Here are the five steps we recommend you take, starting at least a year (or maybe two) before you actually expect to sell:
1. Put the work in to know your buyers: Research which type of buyer is strategically best for your business, draw up your target list, and then set about getting to know them. In the vast majority of acquisitions, the business is already known to the buyer pre-sale, and may well even be on a “list” of potential targets. You should aim to achieve good visibility with your buyer group well in advance (be at the same conferences, develop shared customers for example), and build a deep understanding of where you add value, in which division, with which products and with the key individuals that you need to know. Importantly, also check “fit” - do the organisation’s business goals align with what you’re looking to achieve for your business?
2. Aim to lead your market: This speaks to value. Market leaders, even in a niche, are price setters and thought leaders. They are more highly sought after and can generally demand a higher price. It’s worth spending time on your strategy, and refining that according to your target buyer group. Most growth stage companies are resource-limited, so you need to make some decisions. Do you demonstrate leadership by going deep into a vertical, or will your buyers want to see that you can be a compelling horizontal play? If it’s the latter, you’ll need to show that you can successfully penetrate several verticals.

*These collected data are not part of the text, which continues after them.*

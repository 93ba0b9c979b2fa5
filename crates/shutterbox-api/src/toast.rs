//! Request-scoped upload confirmation.
//!
//! The gallery shows the upload toast when the visitor arrives from the
//! submit page or from a post-upload redirect carrying `uploaded=1`.

use axum::extract::{FromRequestParts, Query};
use axum::http::{header, request::Parts};
use serde::Deserialize;
use std::convert::Infallible;

#[derive(Debug, Deserialize)]
struct ToastQuery {
    uploaded: Option<String>,
}

/// Whether this request should show the upload toast.
#[derive(Debug, Clone, Copy, PartialEq, Eq)]
pub struct UploadToast(pub bool);

impl UploadToast {
    pub fn from_parts(parts: &Parts) -> Self {
        let from_submit = parts
            .headers
            .get(header::REFERER)
            .and_then(|v| v.to_str().ok())
            .is_some_and(|referer| referer.contains("submit"));

        let redirected = Query::<ToastQuery>::try_from_uri(&parts.uri)
            .ok()
            .and_then(|Query(q)| q.uploaded)
            .is_some_and(|v| v == "1");

        UploadToast(from_submit || redirected)
    }
}

impl<S> FromRequestParts<S> for UploadToast
where
    S: Send + Sync,
{
    type Rejection = Infallible;

    async fn from_request_parts(parts: &mut Parts, _state: &S) -> Result<Self, Self::Rejection> {
        Ok(Self::from_parts(parts))
    }
}

#[cfg(test)]
mod tests {
    use super::*;
    use axum::http::Request;

    fn parts(uri: &str, referer: Option<&str>) -> Parts {
        let mut builder = Request::builder().uri(uri);
        if let Some(r) = referer {
            builder = builder.header(header::REFERER, r);
        }
        builder.body(()).unwrap().into_parts().0
    }

    #[test]
    fn test_referer_from_submit_shows_toast() {
        assert!(UploadToast::from_parts(&parts("/", Some("http://host/submit"))).0);
        assert!(!UploadToast::from_parts(&parts("/", Some("http://host/approve"))).0);
    }

    #[test]
    fn test_uploaded_query_shows_toast() {
        assert!(UploadToast::from_parts(&parts("/?uploaded=1", None)).0);
        assert!(!UploadToast::from_parts(&parts("/?uploaded=0", None)).0);
        assert!(!UploadToast::from_parts(&parts("/", None)).0);
    }
}
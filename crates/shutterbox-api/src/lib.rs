//! Shutterbox API Library
//!
//! This crate provides the HTTP handlers, basic-auth middleware, approval
//! strategies and application setup for the photo gateway.

mod handlers;
pub mod services;
pub mod setup;
mod telemetry;
mod toast;

// Public modules
pub mod auth;
pub mod error;
pub mod state;

// Re-exports
pub use error::HttpAppError;
pub use services::approval::{ApprovalStrategy, RenameApprovalStrategy, TagApprovalStrategy};
pub use telemetry::init_telemetry;
pub use toast::UploadToast;
use std::fmt::{Display, Formatter, Result as FmtResult};

/// Storage backend types
///
/// Selected by the `STORAGE_BACKEND` configuration key. `Memory` keeps
/// objects in process and is meant for local development and tests.
#[derive(Debug, Clone, Copy, PartialEq, Eq, Default, serde::Serialize, serde::Deserialize)]
#[serde(rename_all = "lowercase")]
pub enum StorageBackend {
    #[default]
    S3,
    Memory,
}

impl Display for StorageBackend {
    fn fmt(&self, f: &mut Formatter<'_>) -> FmtResult {
        match self {
            StorageBackend::S3 => write!(f, "s3"),
            StorageBackend::Memory => write!(f, "memory"),
        }
    }
}

#[cfg(test)]
mod tests {
    use super::*;

    #[test]
    fn test_backend_deserializes_lowercase() {
        let backend: StorageBackend = serde_json::from_str(r#""memory""#).unwrap();
        assert_eq!(backend, StorageBackend::Memory);
        assert_eq!(backend.to_string(), "memory");
        assert!(serde_json::from_str::<StorageBackend>(r#""nfs""#).is_err());
    }
}
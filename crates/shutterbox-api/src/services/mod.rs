pub mod approval;
pub mod upload;
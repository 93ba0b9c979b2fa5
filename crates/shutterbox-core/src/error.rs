//! Error types module
//!
//! All failures that can reach an HTTP client are unified under [`AppError`].
//! Each variant self-describes its status code, log level and client-facing
//! message through [`ErrorMetadata`], so handlers never pick status codes ad hoc.

/// Log level for error reporting
#[derive(Debug, Clone, Copy, PartialEq, Eq)]
pub enum LogLevel {
    /// Expected errors like validation failures
    Debug,
    /// Recoverable issues like a stale review page
    Warn,
    /// Unexpected failures
    Error,
}

/// Metadata for error responses - defines how an error should be presented
pub trait ErrorMetadata {
    /// HTTP status code to return
    fn http_status_code(&self) -> u16;

    /// Machine-readable error code (e.g., "BAD_REQUEST")
    fn error_code(&self) -> &'static str;

    /// Client-facing message (may differ from internal error message)
    fn client_message(&self) -> String;

    /// Whether details should be hidden from clients
    fn is_sensitive(&self) -> bool;

    /// Log level for this error
    fn log_level(&self) -> LogLevel;
}

#[derive(Debug, thiserror::Error)]
pub enum AppError {
    #[error("Bad request: {0}")]
    BadRequest(String),

    /// The request referred to a resource that changed underneath it.
    #[error("Conflict: {0}")]
    Conflict(String),

    #[error("Template error: {0}")]
    Template(String),
}

/// Static metadata for each variant: (http_status, error_code, sensitive, log_level).
fn app_error_static_metadata(err: &AppError) -> (u16, &'static str, bool, LogLevel) {
    match err {
        AppError::BadRequest(_) => (400, "BAD_REQUEST", false, LogLevel::Debug),
        AppError::Conflict(_) => (409, "CONFLICT", false, LogLevel::Warn),
        AppError::Template(_) => (500, "TEMPLATE_ERROR", true, LogLevel::Error),
    }
}

impl AppError {
    /// Get detailed error information including error chain
    pub fn detailed_message(&self) -> String {
        use std::error::Error;

        let mut details = self.to_string();

        let mut source = self.source();
        let mut depth = 0;
        while let Some(err) = source {
            depth += 1;
            if depth > 5 {
                details.push_str("\n  ... (truncated)");
                break;
            }
            details.push_str(&format!("\n  Caused by: {}", err));
            source = err.source();
        }

        details
    }
}

impl ErrorMetadata for AppError {
    fn http_status_code(&self) -> u16 {
        app_error_static_metadata(self).0
    }

    fn error_code(&self) -> &'static str {
        app_error_static_metadata(self).1
    }

    fn is_sensitive(&self) -> bool {
        app_error_static_metadata(self).2
    }

    fn log_level(&self) -> LogLevel {
        app_error_static_metadata(self).3
    }

    fn client_message(&self) -> String {
        match self {
            AppError::Template(_) => "Failed to render page".to_string(),
            AppError::BadRequest(msg) | AppError::Conflict(msg) => msg.clone(),
        }
    }
}

#[cfg(test)]
mod tests {
    use super::*;

    #[test]
    fn test_template_error_is_hidden() {
        let err = AppError::Template("Variable `photos` not found".to_string());
        assert_eq!(err.http_status_code(), 500);
        assert_eq!(err.error_code(), "TEMPLATE_ERROR");
        assert!(err.is_sensitive());
        assert_eq!(err.client_message(), "Failed to render page");
        assert_eq!(err.log_level(), LogLevel::Error);
    }

    #[test]
    fn test_conflict_metadata() {
        let err = AppError::Conflict("review list changed".to_string());
        assert_eq!(err.http_status_code(), 409);
        assert_eq!(err.error_code(), "CONFLICT");
        assert!(!err.is_sensitive());
        assert_eq!(err.client_message(), "review list changed");
    }

    #[test]
    fn test_bad_request_passes_message_through() {
        let err = AppError::BadRequest("index out of range".to_string());
        assert_eq!(err.http_status_code(), 400);
        assert_eq!(err.client_message(), "index out of range");
        assert_eq!(err.log_level(), LogLevel::Debug);
    }

    #[test]
    fn test_detailed_message_without_source() {
        let err = AppError::BadRequest("bad index".to_string());
        assert_eq!(err.detailed_message(), "Bad request: bad index");
    }
}
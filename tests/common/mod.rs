use image::{GrayImage, Luma};
use recttrack_rs::{DisplayPolygon, Frame, Orientation, OverlaySink, OverlayStyle};

pub const WIDTH: usize = 160;
pub const HEIGHT: usize = 120;

const DARK: u8 = 20;
const BRIGHT: u8 = 220;

fn shaded_frame(
    sequence: u64,
    (x0, y0, x1, y1): (usize, usize, usize, usize),
    inside: u8,
    outside: u8,
) -> Frame {
    let luma = GrayImage::from_fn(WIDTH as u32, HEIGHT as u32, |col, row| {
        let (col, row) = (col as usize, row as usize);
        if (x0..=x1).contains(&col) && (y0..=y1).contains(&row) {
            Luma([inside])
        } else {
            Luma([outside])
        }
    });
    Frame::new(sequence, luma, Orientation::Portrait)
}

/// Bright rectangle on a dark background covering `x0..=x1`, `y0..=y1`.
pub fn rect_frame(sequence: u64, bounds: (usize, usize, usize, usize)) -> Frame {
    shaded_frame(sequence, bounds, BRIGHT, DARK)
}

/// Dark rectangle on a bright background covering `x0..=x1`, `y0..=y1`.
pub fn dark_rect_frame(sequence: u64, bounds: (usize, usize, usize, usize)) -> Frame {
    shaded_frame(sequence, bounds, DARK, BRIGHT)
}

pub fn blank_frame(sequence: u64) -> Frame {
    Frame::new(
        sequence,
        GrayImage::from_pixel(WIDTH as u32, HEIGHT as u32, Luma([DARK])),
        Orientation::Portrait,
    )
}

/// Remembers every overlay it was asked to draw.
#[derive(Debug, Default)]
pub struct RecordingSink {
    pub frames: Vec<Option<DisplayPolygon>>,
}

impl OverlaySink for RecordingSink {
    fn render(&mut self, polygon: Option<&DisplayPolygon>, _style: &OverlayStyle) {
        self.frames.push(polygon.copied());
    }
}
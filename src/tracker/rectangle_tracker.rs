//! Trait for incremental rectangle tracking engines.

use thiserror::Error;

use crate::frame::Frame;
use crate::geometry::QuadObservation;

/// Errors raised by the built-in [`CornerTracker`](super::CornerTracker).
#[derive(Debug, Clone, PartialEq, Eq, Error)]
pub enum TrackError {
    #[error("tracker has not been seeded")]
    NotSeeded,
    #[error("seed geometry is degenerate")]
    InvalidSeed,
    #[error("frame has no pixel data")]
    NoImageData,
    #[error("frame size changed from {expected:?} to {got:?} while tracking")]
    FrameSizeChanged {
        expected: (usize, usize),
        got: (usize, usize),
    },
    #[error("innovation covariance is singular")]
    SingularInnovation,
}

/// Incremental tracking of a single quadrilateral.
///
/// Trackers keep motion state across calls. Whenever the controller adopts a
/// new detection, the tracker is reseeded with [`seed`](Self::seed); every
/// following frame is handed to [`track`](Self::track) together with the
/// last accepted observation. Tracking should degrade gracefully: lower the
/// confidence when the region gets ambiguous rather than failing.
pub trait RectangleTracker {
    /// Error type for tracking failures.
    type Error: std::error::Error;

    /// Start tracking `observation`, as seen in `frame`.
    fn seed(&mut self, observation: &QuadObservation, frame: &Frame) -> Result<(), Self::Error>;

    /// Produce an updated observation of `previous` in `frame`.
    fn track(
        &mut self,
        previous: &QuadObservation,
        frame: &Frame,
    ) -> Result<QuadObservation, Self::Error>;

    /// Forget the current seed.
    fn reset(&mut self) {}
}
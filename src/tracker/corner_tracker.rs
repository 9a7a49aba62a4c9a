//! Built-in tracking engine: per-corner template matching under a
//! constant-velocity motion model.

use nalgebra::Point2;
use ndarray::{Array1, Array2};
use serde::{Deserialize, Serialize};
use tracing::{debug, trace};

use crate::frame::Frame;
use crate::geometry::{Quad, QuadObservation};
use crate::tracker::kalman_filter::{KalmanFilter, corners_of};
use crate::tracker::rectangle_tracker::{RectangleTracker, TrackError};
use crate::tracker::template::Patch;

/// Configuration for the [`CornerTracker`].
#[derive(Debug, Clone, PartialEq, Serialize, Deserialize)]
#[serde(default)]
pub struct CornerTrackerConfig {
    /// Half-size of each corner template; templates are `(2r + 1)²` pixels.
    pub patch_radius: u32,
    /// How far, in pixels, to search around each predicted corner.
    pub search_radius: u32,
    /// Corners whose seed template is flatter than this (intensity standard
    /// deviation) are not tracked and score zero.
    pub min_patch_std: f32,
}

impl Default for CornerTrackerConfig {
    fn default() -> Self {
        Self {
            patch_radius: 5,
            search_radius: 12,
            min_patch_std: 2.0,
        }
    }
}

/// Motion state seeded from an accepted observation.
#[derive(Debug, Clone)]
struct Seed {
    templates: [Option<Patch>; 4],
    mean: Array1<f64>,
    covariance: Array2<f64>,
    /// (width, height) of the seed frame.
    frame_size: (usize, usize),
}

/// Tracks the four corners of a quad independently.
///
/// Seeding cuts a template around each corner and starts a Kalman filter on
/// the corner positions. Each frame, every template is searched around its
/// predicted position and the matches correct the filter. Confidence is the
/// mean corner correlation, so it decays as corners get occluded, blurred or
/// leave the frame.
#[derive(Debug, Clone, Default)]
pub struct CornerTracker {
    config: CornerTrackerConfig,
    kalman_filter: KalmanFilter,
    seed: Option<Seed>,
}

impl CornerTracker {
    pub fn new(config: CornerTrackerConfig) -> Self {
        Self {
            config,
            kalman_filter: KalmanFilter::default(),
            seed: None,
        }
    }

    pub fn config(&self) -> &CornerTrackerConfig {
        &self.config
    }

    pub fn is_seeded(&self) -> bool {
        self.seed.is_some()
    }
}

fn pixel_quad(observation: &QuadObservation, (width, height): (usize, usize)) -> Quad {
    observation.quad.scaled(width as f32, height as f32)
}

fn flatten(quad: &Quad) -> [f64; 8] {
    let mut out = [0.0; 8];
    for (i, p) in quad.points.iter().enumerate() {
        out[2 * i] = p.x as f64;
        out[2 * i + 1] = p.y as f64;
    }
    out
}

fn unflatten(coords: &[f64; 8]) -> Quad {
    Quad::from_points(std::array::from_fn(|i| {
        Point2::new(coords[2 * i] as f32, coords[2 * i + 1] as f32)
    }))
}

fn is_valid(quad: &Quad) -> bool {
    quad.is_finite() && quad.is_convex()
}

impl RectangleTracker for CornerTracker {
    type Error = TrackError;

    fn seed(&mut self, observation: &QuadObservation, frame: &Frame) -> Result<(), Self::Error> {
        if frame.is_empty() {
            return Err(TrackError::NoImageData);
        }
        let frame_size = (frame.width(), frame.height());
        let quad = pixel_quad(observation, frame_size);
        if !is_valid(&quad) {
            return Err(TrackError::InvalidSeed);
        }

        let image = frame.luma.as_ref();
        let templates = quad.points.map(|p| {
            Patch::extract(image, p.x, p.y, self.config.patch_radius)
                .filter(|t| t.std_dev() >= self.config.min_patch_std)
        });
        if templates.iter().all(Option::is_none) {
            return Err(TrackError::InvalidSeed);
        }

        let (mean, covariance) = self.kalman_filter.initiate(flatten(&quad));
        debug!(
            sequence = frame.sequence,
            corners = templates.iter().filter(|t| t.is_some()).count(),
            "tracker seeded"
        );
        self.seed = Some(Seed {
            templates,
            mean,
            covariance,
            frame_size,
        });
        Ok(())
    }

    fn track(
        &mut self,
        previous: &QuadObservation,
        frame: &Frame,
    ) -> Result<QuadObservation, Self::Error> {
        let seed = self.seed.as_mut().ok_or(TrackError::NotSeeded)?;
        if frame.is_empty() {
            return Err(TrackError::NoImageData);
        }
        let frame_size = (frame.width(), frame.height());
        if frame_size != seed.frame_size {
            return Err(TrackError::FrameSizeChanged {
                expected: seed.frame_size,
                got: frame_size,
            });
        }
        if !is_valid(&pixel_quad(previous, frame_size)) {
            return Err(TrackError::InvalidSeed);
        }

        let (mean, covariance) = self.kalman_filter.predict(&seed.mean, &seed.covariance);
        let predicted = corners_of(&mean);

        let image = frame.luma.as_ref();
        let mut measurement = predicted;
        let mut scores = [0.0f32; 4];
        for (i, template) in seed.templates.iter().enumerate() {
            let Some(template) = template else {
                continue;
            };
            let (px, py) = (predicted[2 * i] as f32, predicted[2 * i + 1] as f32);
            match template.search(image, px, py, self.config.search_radius) {
                Some(found) if found.score > 0.0 => {
                    measurement[2 * i] = found.x as f64;
                    measurement[2 * i + 1] = found.y as f64;
                    scores[i] = found.score;
                }
                _ => {}
            }
        }

        let (mean, covariance) = self
            .kalman_filter
            .update(&mean, &covariance, measurement)
            .ok_or(TrackError::SingularInnovation)?;
        seed.mean = mean;
        seed.covariance = covariance;

        let quad = unflatten(&corners_of(&seed.mean));
        let confidence = if is_valid(&quad) {
            scores.iter().sum::<f32>() / 4.0
        } else {
            0.0
        };
        trace!(
            sequence = frame.sequence,
            confidence,
            scores = ?scores,
            "corners tracked"
        );

        let (width, height) = frame_size;
        Ok(QuadObservation::new(
            quad.scaled(1.0 / width as f32, 1.0 / height as f32),
            confidence,
        ))
    }

    fn reset(&mut self) {
        self.seed = None;
    }
}
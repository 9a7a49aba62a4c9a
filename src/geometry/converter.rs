//! Mapping from normalized detector coordinates to display coordinates.

use nalgebra::Point2;
use serde::{Deserialize, Serialize};

use crate::geometry::orientation::Orientation;
use crate::geometry::quad::Quad;

/// Size of the rendering surface in display units.
#[derive(Debug, Clone, Copy, PartialEq, Default, Serialize, Deserialize)]
pub struct DisplaySize {
    pub width: f32,
    pub height: f32,
}

impl DisplaySize {
    pub fn new(width: f32, height: f32) -> Self {
        Self { width, height }
    }
}

/// Four points in display space, in the same order as the source quad.
#[derive(Debug, Clone, Copy, PartialEq)]
pub struct DisplayPolygon {
    pub points: [Point2<f32>; 4],
}

impl DisplayPolygon {
    /// Outline path: starts at the last point, then visits all four, closing
    /// the shape.
    pub fn closed_path(&self) -> [Point2<f32>; 5] {
        let [a, b, c, d] = self.points;
        [d, a, b, c, d]
    }
}

/// Stateless converter from detector space to display space.
///
/// The detector's native axes are swapped relative to a portrait screen, so
/// the portrait mapping exchanges x and y.
#[derive(Debug, Clone, Copy, Default)]
pub struct GeometryConverter;

impl GeometryConverter {
    /// Map a single normalized point.
    pub fn point_to_display(
        point: Point2<f32>,
        orientation: Orientation,
        size: DisplaySize,
    ) -> Point2<f32> {
        let DisplaySize { width, height } = size;
        match orientation {
            Orientation::Portrait | Orientation::Unknown => {
                Point2::new(point.y * width, point.x * height)
            }
            Orientation::LandscapeLeft => Point2::new((1.0 - point.x) * width, point.y * height),
            Orientation::LandscapeRight => Point2::new(point.x * width, (1.0 - point.y) * height),
            Orientation::PortraitUpsideDown => {
                Point2::new((1.0 - point.y) * width, (1.0 - point.x) * height)
            }
        }
    }

    /// Map all four corners of `quad`, preserving their order.
    pub fn to_display(quad: &Quad, orientation: Orientation, size: DisplaySize) -> DisplayPolygon {
        DisplayPolygon {
            points: quad
                .points
                .map(|p| Self::point_to_display(p, orientation, size)),
        }
    }
}
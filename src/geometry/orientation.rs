use serde::{Deserialize, Serialize};

/// Device/display orientation captured together with a frame.
#[derive(Debug, Clone, Copy, PartialEq, Eq, Hash, Default, Serialize, Deserialize)]
pub enum Orientation {
    /// Orientation could not be determined. Mapped like `Portrait`.
    #[default]
    Unknown,
    Portrait,
    PortraitUpsideDown,
    LandscapeLeft,
    LandscapeRight,
}

impl Orientation {
    /// Map a platform device-orientation code.
    ///
    /// Codes: 1 portrait, 2 portrait upside down, 3 landscape left,
    /// 4 landscape right. Everything else (0, face up, face down, garbage)
    /// is `Unknown`.
    pub fn from_device_code(code: i64) -> Self {
        match code {
            1 => Self::Portrait,
            2 => Self::PortraitUpsideDown,
            3 => Self::LandscapeLeft,
            4 => Self::LandscapeRight,
            _ => Self::Unknown,
        }
    }
}
//! Full-frame rectangle detection.
//!
//! [`RectangleDetector`] is the seam for detection engines; [`QuadDetector`]
//! is the built-in engine, a classical threshold-and-fit pipeline.

mod components;
mod hull;
mod quad_detector;
mod rectangle_detector;

pub use quad_detector::{DetectorConfig, QuadDetector};
pub use rectangle_detector::{DetectError, RectangleDetector};
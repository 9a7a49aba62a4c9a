use crate::geometry::QuadObservation;

/// The rectangle currently held by the controller.
#[derive(Debug, Clone, Copy, PartialEq)]
pub struct Target {
    /// Identifier assigned when a detection is adopted; kept while tracked.
    pub id: u64,
    /// Latest accepted observation.
    pub observation: QuadObservation,
    /// Sequence of the frame whose detection started this target.
    pub start_frame: u64,
    /// Sequence of the frame that produced `observation`.
    pub frame_id: u64,
    /// Number of accepted tracking updates since adoption.
    pub tracked_frames: u32,
}

/// Controller state. Observation data only exists while tracking.
#[derive(Debug, Clone, Copy, PartialEq, Default)]
pub enum TrackState {
    /// Nothing accepted: the next frame is detected.
    #[default]
    NoTarget,
    /// A target is held: the next frame is tracked.
    Tracking(Target),
}

impl TrackState {
    pub fn is_tracking(&self) -> bool {
        matches!(self, Self::Tracking(_))
    }

    pub fn target(&self) -> Option<&Target> {
        match self {
            Self::Tracking(target) => Some(target),
            Self::NoTarget => None,
        }
    }
}
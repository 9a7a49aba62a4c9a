//! Built-in rectangle detection engine.

use image::GrayImage;
use imageproc::contrast::{ThresholdType, otsu_level, threshold};
use serde::{Deserialize, Serialize};
use tracing::{debug, trace};

use crate::detection::components::{Component, foreground_components};
use crate::detection::hull::{fit_quad, pixel_hull};
use crate::detection::rectangle_detector::{DetectError, RectangleDetector};
use crate::frame::Frame;
use crate::geometry::{Quad, QuadObservation};

/// Frames narrower or shorter than this are rejected.
const MIN_FRAME_DIM: usize = 8;

/// Configuration for the [`QuadDetector`].
#[derive(Debug, Clone, PartialEq, Serialize, Deserialize)]
#[serde(default)]
pub struct DetectorConfig {
    /// Upper bound on returned candidates. `None` returns all of them.
    pub max_observations: Option<usize>,
    /// Minimum candidate area as a fraction of the frame area.
    pub min_size: f32,
    /// Candidates scoring below this confidence are dropped.
    pub min_confidence: f32,
    /// Maximum deviation, in degrees, of any corner angle from 90.
    pub quadrature_tolerance: f32,
    /// Frames whose intensity range is narrower than this have no structure
    /// worth thresholding.
    pub min_contrast: u8,
}

impl Default for DetectorConfig {
    fn default() -> Self {
        Self {
            max_observations: Some(10),
            min_size: 0.1,
            min_confidence: 0.0,
            quadrature_tolerance: 30.0,
            min_contrast: 16,
        }
    }
}

/// Finds quadrilateral regions in a luma frame, bright on dark or dark on
/// bright.
///
/// Pipeline: Otsu threshold, 4-connected components of both the mask and its
/// inverse, convex hull of each component's boundary, quadrilateral fit.
/// Regions reaching the frame edge are background and never candidates.
/// Each fit is scored by how well the region fills it and how close its
/// corners are to right angles.
///
/// Orientation and intrinsics are not needed: results are expressed in the
/// raw buffer's normalized space.
#[derive(Debug, Clone, Default)]
pub struct QuadDetector {
    config: DetectorConfig,
}

impl QuadDetector {
    pub fn new(config: DetectorConfig) -> Self {
        Self { config }
    }

    pub fn config(&self) -> &DetectorConfig {
        &self.config
    }

    /// Fit and score one region in pixel space.
    fn fit_candidate(&self, component: &Component, min_area: f32) -> Option<(Quad, f32)> {
        let hull = pixel_hull(&component.boundary);
        let quad = fit_quad(&hull)?;
        if quad.area() < min_area {
            return None;
        }
        if quad.max_right_angle_deviation() > self.config.quadrature_tolerance {
            return None;
        }
        let confidence = score(component.pixel_count, &quad);
        (confidence >= self.config.min_confidence).then_some((quad, confidence))
    }
}

impl RectangleDetector for QuadDetector {
    type Error = DetectError;

    fn detect(&self, frame: &Frame) -> Result<Vec<QuadObservation>, Self::Error> {
        if frame.is_empty() {
            return Err(DetectError::EmptyFrame);
        }
        let (width, height) = (frame.width(), frame.height());
        if width < MIN_FRAME_DIM || height < MIN_FRAME_DIM {
            return Err(DetectError::FrameTooSmall { width, height });
        }

        let image = frame.luma.as_ref();
        let Some((lo, hi)) = intensity_range(image) else {
            return Ok(Vec::new());
        };
        if hi - lo < self.config.min_contrast {
            trace!(sequence = frame.sequence, lo, hi, "frame too flat to threshold");
            return Ok(Vec::new());
        }

        let level = otsu_level(image);
        let frame_area = (width * height) as f32;
        let min_area = self.config.min_size * frame_area;
        // A region covering less than half the minimum area cannot fill a
        // large enough quad.
        let min_pixels = ((min_area * 0.5) as usize).max(4);

        let mut candidates = Vec::new();
        for polarity in [ThresholdType::Binary, ThresholdType::BinaryInverted] {
            let mask = threshold(image, level, polarity);
            for component in foreground_components(&mask, min_pixels) {
                if component.touches_border {
                    continue;
                }
                if let Some((quad, confidence)) = self.fit_candidate(&component, min_area) {
                    let normalized = quad.scaled(1.0 / width as f32, 1.0 / height as f32);
                    candidates.push(QuadObservation::new(normalized, confidence));
                }
            }
        }

        candidates.sort_by(|a, b| b.confidence.total_cmp(&a.confidence));
        if let Some(limit) = self.config.max_observations {
            candidates.truncate(limit);
        }

        debug!(
            sequence = frame.sequence,
            orientation = ?frame.orientation,
            level,
            candidates = candidates.len(),
            "rectangle detection finished"
        );
        Ok(candidates)
    }
}

/// Darkest and brightest pixel values, `None` for an empty image.
fn intensity_range(image: &GrayImage) -> Option<(u8, u8)> {
    image.pixels().fold(None, |range, pixel| {
        let v = pixel[0];
        Some(match range {
            None => (v, v),
            Some((lo, hi)) => (lo.min(v), hi.max(v)),
        })
    })
}

/// Confidence of a pixel-space quad fitted to a region of `pixel_count` pixels.
fn score(pixel_count: usize, quad: &Quad) -> f32 {
    // The quad runs through boundary pixel centers, so it misses half a
    // pixel along the perimeter plus a pixel's worth at the corners.
    let covered = quad.area() + quad.perimeter() / 2.0 + 1.0;
    let count = pixel_count as f32;
    let fill = count.min(covered) / count.max(covered);
    let squareness = 1.0 - quad.max_right_angle_deviation() / 90.0;
    (fill * squareness).clamp(0.0, 1.0)
}
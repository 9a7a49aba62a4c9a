/// Axis-aligned bounding box.
///
/// Supports the two formats the pipeline exchanges:
/// - TLWH: Top-Left X, Top-Left Y, Width, Height
/// - TLBR: Top-Left X, Top-Left Y, Bottom-Right X, Bottom-Right Y
#[derive(Debug, Clone, Copy, Default, PartialEq)]
pub struct Rect {
    /// Top-left x coordinate
    pub x: f32,
    /// Top-left y coordinate
    pub y: f32,
    /// Width of the bounding box
    pub width: f32,
    /// Height of the bounding box
    pub height: f32,
}

impl Rect {
    /// Create a new Rect from top-left coordinates and dimensions (TLWH format).
    #[inline]
    pub fn new(x: f32, y: f32, width: f32, height: f32) -> Self {
        Self {
            x,
            y,
            width,
            height,
        }
    }

    /// Create a Rect from TLBR format (top-left x, top-left y, bottom-right x, bottom-right y).
    #[inline]
    pub fn from_tlbr(x1: f32, y1: f32, x2: f32, y2: f32) -> Self {
        Self {
            x: x1,
            y: y1,
            width: x2 - x1,
            height: y2 - y1,
        }
    }

    /// Convert to TLBR format: (x1, y1, x2, y2).
    #[inline]
    pub fn to_tlbr(&self) -> [f32; 4] {
        [self.x, self.y, self.x + self.width, self.y + self.height]
    }

    /// Corners in top-left, top-right, bottom-right, bottom-left order.
    pub fn corners(&self) -> [(f32, f32); 4] {
        let [x1, y1, x2, y2] = self.to_tlbr();
        [(x1, y1), (x2, y1), (x2, y2), (x1, y2)]
    }
}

3. Do your housekeeping: The easier you can make things for the buyer, the better. When you get to the stage where your acquirer is doing their due diligence, you want a smooth process, and not to be derailed by issues you have overlooked or not dealt with. Start working on your checklist now – this should include things like dealing with legal and regulatory compliance or risks (think GDPR, IP and security), consistent financial performance and records, strong KPIs and documentation (e.g customer and employee contracts), as well as making sure you clean up any legal issues or disputes (for example with employees). It’s also a good time to have frank discussions with shareholders to agree exit objectives and make sure you are all aligned.
4. Meet the right people: Network with the people at the heart of your sector’s activity. With considerable insider industry knowledge, the right advisers can provide insight, help you with timing and highlight opportunities for you to connect with relevant strategic partners and potential acquirers. Having someone you trust with all the right connections who truly knows you can be invaluable. That way, when you do get that all-important call, you’ll be ready.
5. Perfect your pitch: The idea that “companies are bought not sold” has become a bit of a mantra in investor circles. The reality is that this is only true if you are proactive – you have a role in making it happen. Potential buyers need to understand who you are and what you offer, so make it easy for them to understand how you’ll add value to them. All too often companies in Europe underspend on marketing relative to their US competitors. Don’t be shy. Take another look at your marketing materials and ensure they truly reflect your brand’s position and messaging that will resonate with your buyers. Upping your game and investing in product and brand marketing will be an investment well worth making.
From the many conversations we’ve had with buyers, we know it can be challenging for even the most innovative of European tech companies to gain the traction and get the visibility they deserve, especially in fast-paced markets like Silicon Valley. If you’re looking for further guidance, consider reading more around exit strategy or speaking with an adviser.